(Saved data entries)
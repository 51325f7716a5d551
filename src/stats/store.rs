//! Usage statistics store with optimistic updates and offline fallback.
//!
//! The store owns the in-memory view of the current principal's counters.
//! Durability belongs to the injected `RemoteStatsStore`; identity comes from
//! the injected `SessionGate`. Observers read the state through a `watch`
//! channel and never mutate it.
//!
//! Every operation returns an outcome value instead of an error: a failed
//! load keeps the last known counters, a failed increment is compensated by
//! a rollback of exactly the delta it applied.

use super::remote::{RemoteError, RemoteStatsStore};
use super::types::{LoadPhase, PrincipalId, StatKind, StoreState, UsageStats};
use crate::session_gate::SessionGate;
use crate::structured_logger::StructuredLogger;
use serde::Serialize;
use std::collections::HashMap;
use std::sync::atomic::{AtomicU64, Ordering};
use std::sync::{Arc, Mutex};
use tokio::sync::watch;

/// Result of `initialize_stats`, `load_user_stats` and `refresh_stats`.
#[derive(Debug, Clone, PartialEq, Eq, Serialize)]
#[serde(tag = "kind", rename_all = "snake_case")]
pub enum LoadOutcome {
    /// An existing record was overlaid onto local state.
    Loaded,
    /// No record existed; a zeroed one was created.
    Provisioned,
    /// The remote store was unreachable; local state kept.
    Offline,
    /// Any other remote failure; local state kept.
    Failed { reason: String },
    /// Nobody was signed in, so nothing was loaded.
    NoPrincipal,
}

/// Result of `increment_stat`.
#[derive(Debug, Clone, PartialEq, Eq)]
pub enum IncrementOutcome {
    /// The remote store accepted the increment.
    Confirmed { value: u64 },
    /// Persisting failed and the optimistic delta was reverted.
    RolledBack { value: u64, error: RemoteError },
    /// Nobody was signed in; nothing changed.
    NoPrincipal,
}

/// An optimistic delta awaiting remote confirmation.
#[derive(Debug, Clone, Copy)]
struct PendingIncrement {
    kind: StatKind,
    delta: i64,
    /// Whether `delta` is still part of the displayed counters. A load that
    /// overlays a remote snapshot clears this, making a later rollback a no-op.
    reflected: bool,
}

/// Stats store for one app session.
pub struct StatsStore {
    session: Arc<dyn SessionGate>,
    remote: Arc<dyn RemoteStatsStore>,
    state_tx: watch::Sender<StoreState>,
    pending: Mutex<HashMap<u64, PendingIncrement>>,
    next_pending_id: AtomicU64,
    events: Option<Arc<StructuredLogger>>,
}

impl StatsStore {
    /// Creates a store with zeroed counters and `is_loading = true`.
    pub fn new(session: Arc<dyn SessionGate>, remote: Arc<dyn RemoteStatsStore>) -> Self {
        let (state_tx, _) = watch::channel(StoreState::default());
        Self {
            session,
            remote,
            state_tx,
            pending: Mutex::new(HashMap::new()),
            next_pending_id: AtomicU64::new(1),
            events: None,
        }
    }

    /// Attaches a structured event log.
    pub fn with_event_log(mut self, events: Arc<StructuredLogger>) -> Self {
        self.events = Some(events);
        self
    }

    /// Current state snapshot.
    pub fn snapshot(&self) -> StoreState {
        self.state_tx.borrow().clone()
    }

    /// Current counters.
    pub fn stats(&self) -> UsageStats {
        self.state_tx.borrow().stats
    }

    /// Subscribes to state changes.
    pub fn subscribe(&self) -> watch::Receiver<StoreState> {
        self.state_tx.subscribe()
    }

    /// Number of optimistic increments not yet confirmed or rolled back.
    pub fn pending_increments(&self) -> usize {
        self.lock_pending().len()
    }

    /// Loads the signed-in principal's stats, waiting for a sign-in if needed.
    ///
    /// Subscribes before reading the snapshot so a sign-in between the two
    /// is not missed. The subscription is released after its first event.
    pub async fn initialize_stats(&self) -> LoadOutcome {
        let mut subscription = self.session.subscribe();

        if let Some(principal) = self.session.current_principal() {
            subscription.unsubscribe();
            return self.load_user_stats(&principal).await;
        }

        tracing::debug!("No principal yet, waiting for first session transition");
        let change = subscription.next_change().await;
        subscription.unsubscribe();

        match change {
            Some(Some(principal)) => self.load_user_stats(&principal).await,
            _ => {
                tracing::info!("Session transition carried no principal, skipping stats load");
                self.state_tx.send_modify(|state| {
                    state.is_loading = false;
                });
                self.record_load(None, LoadOutcome::NoPrincipal)
            }
        }
    }

    /// Reads the remote record for `principal`, provisioning it when absent.
    pub async fn load_user_stats(&self, principal: &PrincipalId) -> LoadOutcome {
        self.state_tx.send_modify(|state| {
            state.phase = LoadPhase::Loading;
        });

        let outcome = match self.remote.fetch(principal).await {
            Ok(Some(record)) => {
                let stats = record.to_usage_stats();
                self.finish_load(Some(stats), Some(true), LoadPhase::Ready);
                LoadOutcome::Loaded
            }
            Ok(None) => match self.remote.create_if_absent(principal).await {
                Ok(record) => {
                    tracing::info!("Provisioned stats record for {}", principal);
                    self.finish_load(Some(record.to_usage_stats()), Some(true), LoadPhase::Ready);
                    LoadOutcome::Provisioned
                }
                Err(e) => self.load_failed(principal, e),
            },
            Err(e) => self.load_failed(principal, e),
        };

        self.record_load(Some(principal.as_str()), outcome)
    }

    /// Optimistically increments one counter and persists it.
    ///
    /// The new value is visible to observers before the remote call is issued.
    /// On failure the recorded delta is reverted.
    pub async fn increment_stat(&self, kind: StatKind) -> IncrementOutcome {
        let Some(principal) = self.session.current_principal() else {
            tracing::warn!("Cannot increment {}: no signed-in principal", kind);
            return IncrementOutcome::NoPrincipal;
        };

        let pending_id = self.apply_optimistic(kind, 1);

        match self.remote.increment(&principal, kind, 1).await {
            Ok(()) => {
                self.lock_pending().remove(&pending_id);
                self.state_tx.send_if_modified(|state| {
                    let changed = !state.is_online;
                    state.is_online = true;
                    changed
                });
                if let Some(events) = &self.events {
                    events.log_increment_confirmed(pending_id, kind);
                }
                IncrementOutcome::Confirmed {
                    value: self.stats().get(kind),
                }
            }
            Err(error) => {
                tracing::warn!("Failed to persist {} increment, rolling back: {}", kind, error);
                let value = self.rollback(pending_id, kind, error.is_unavailable());
                if let Some(events) = &self.events {
                    events.log_rollback(pending_id, kind, value, &error.to_string());
                }
                IncrementOutcome::RolledBack { value, error }
            }
        }
    }

    /// Reloads from the remote store, discarding unconfirmed optimistic values.
    pub async fn refresh_stats(&self) -> LoadOutcome {
        match self.session.current_principal() {
            Some(principal) => self.load_user_stats(&principal).await,
            None => {
                tracing::warn!("Cannot refresh stats: no signed-in principal");
                LoadOutcome::NoPrincipal
            }
        }
    }

    /// Probes the remote store and updates `is_online`. Returns the new value.
    ///
    /// Only reachability failures flip the flag to offline.
    pub async fn check_network_status(&self) -> bool {
        match self.remote.probe().await {
            Ok(()) => self.set_online(true),
            Err(e) if e.is_unavailable() => {
                tracing::info!("Remote store unreachable: {}", e);
                self.set_online(false);
            }
            Err(e) => {
                tracing::warn!("Network probe failed without a reachability signal: {}", e);
            }
        }
        self.state_tx.borrow().is_online
    }

    fn apply_optimistic(&self, kind: StatKind, delta: i64) -> u64 {
        let pending_id = self.next_pending_id.fetch_add(1, Ordering::SeqCst);

        // Ledger and counters change together under the state lock
        self.state_tx.send_modify(|state| {
            state.stats.apply_delta(kind, delta);
            self.lock_pending().insert(
                pending_id,
                PendingIncrement {
                    kind,
                    delta,
                    reflected: true,
                },
            );
        });

        if let Some(events) = &self.events {
            events.log_optimistic_applied(pending_id, kind, self.stats().get(kind));
        }
        pending_id
    }

    /// Reverts the delta recorded under `pending_id` if it is still displayed;
    /// returns the resulting value.
    fn rollback(&self, pending_id: u64, kind: StatKind, offline: bool) -> u64 {
        let mut value = 0;
        self.state_tx.send_modify(|state| {
            let pending = self.lock_pending().remove(&pending_id);
            if let Some(pending) = pending.filter(|p| p.reflected) {
                state.stats.apply_delta(pending.kind, -pending.delta);
            }
            value = state.stats.get(kind);
            if offline {
                state.is_online = false;
            }
        });
        value
    }

    fn finish_load(&self, stats: Option<UsageStats>, online: Option<bool>, phase: LoadPhase) {
        self.state_tx.send_modify(|state| {
            if let Some(stats) = stats {
                state.stats = stats;
                // In-flight deltas are not part of the snapshot
                for pending in self.lock_pending().values_mut() {
                    pending.reflected = false;
                }
            }
            if let Some(online) = online {
                state.is_online = online;
            }
            state.is_loading = false;
            state.phase = phase;
        });
    }

    fn load_failed(&self, principal: &PrincipalId, error: RemoteError) -> LoadOutcome {
        if error.is_unavailable() {
            tracing::info!("Remote store offline, keeping cached stats for {}", principal);
            self.finish_load(None, Some(false), LoadPhase::Degraded);
            LoadOutcome::Offline
        } else {
            tracing::error!("Failed to load stats for {}: {}", principal, error);
            self.finish_load(None, None, LoadPhase::Degraded);
            LoadOutcome::Failed {
                reason: error.to_string(),
            }
        }
    }

    fn set_online(&self, online: bool) {
        let changed = self.state_tx.send_if_modified(|state| {
            let changed = state.is_online != online;
            state.is_online = online;
            changed
        });
        if changed {
            if let Some(events) = &self.events {
                events.log_network_status(online);
            }
        }
    }

    fn record_load(&self, principal: Option<&str>, outcome: LoadOutcome) -> LoadOutcome {
        if let Some(events) = &self.events {
            events.log_load_outcome(principal, &outcome);
        }
        outcome
    }

    fn lock_pending(&self) -> std::sync::MutexGuard<'_, HashMap<u64, PendingIncrement>> {
        self.pending
            .lock()
            .unwrap_or_else(|poisoned| poisoned.into_inner())
    }
}

#[cfg(test)]
#[path = "tests/store_tests.rs"]
mod tests;
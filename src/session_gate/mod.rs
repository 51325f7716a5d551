//! Session gate: who is signed in, and a subscription for principal changes.
//!
//! The stats store consumes this interface to know whose counters to load.
//! The identity provider behind it is an external collaborator; `LocalSessionGate`
//! is the in-process implementation used by the CLI and tests.

pub mod local;

pub use local::LocalSessionGate;

use crate::stats::PrincipalId;
use tokio::sync::mpsc;

/// Source of the current authenticated principal.
pub trait SessionGate: Send + Sync {
    /// Synchronous snapshot of the current principal.
    fn current_principal(&self) -> Option<PrincipalId>;

    /// Registers a listener for principal transitions.
    fn subscribe(&self) -> PrincipalSubscription;
}

/// A registered principal-change listener.
///
/// Released by `unsubscribe()` or on drop.
pub struct PrincipalSubscription {
    /// Receiver for principal transitions (`None` = signed out)
    rx: mpsc::UnboundedReceiver<Option<PrincipalId>>,
    /// Removes the listener from the gate
    release: Option<Box<dyn FnOnce() + Send>>,
}

impl PrincipalSubscription {
    pub fn new(
        rx: mpsc::UnboundedReceiver<Option<PrincipalId>>,
        release: impl FnOnce() + Send + 'static,
    ) -> Self {
        Self {
            rx,
            release: Some(Box::new(release)),
        }
    }

    /// Waits for the next transition.
    ///
    /// Returns `Some(None)` for a sign-out and `None` if the gate went away.
    pub async fn next_change(&mut self) -> Option<Option<PrincipalId>> {
        self.rx.recv().await
    }

    /// Explicitly releases the listener.
    pub fn unsubscribe(mut self) {
        self.release_listener();
    }

    fn release_listener(&mut self) {
        if let Some(release) = self.release.take() {
            release();
        }
    }
}

impl Drop for PrincipalSubscription {
    fn drop(&mut self) {
        self.release_listener();
    }
}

Problem details: If a line of the entries holds the word "kept", copy it out.

Your solution:
    /// The remote store was unreachable; local state kept.
    /// Any other remote failure; local state kept.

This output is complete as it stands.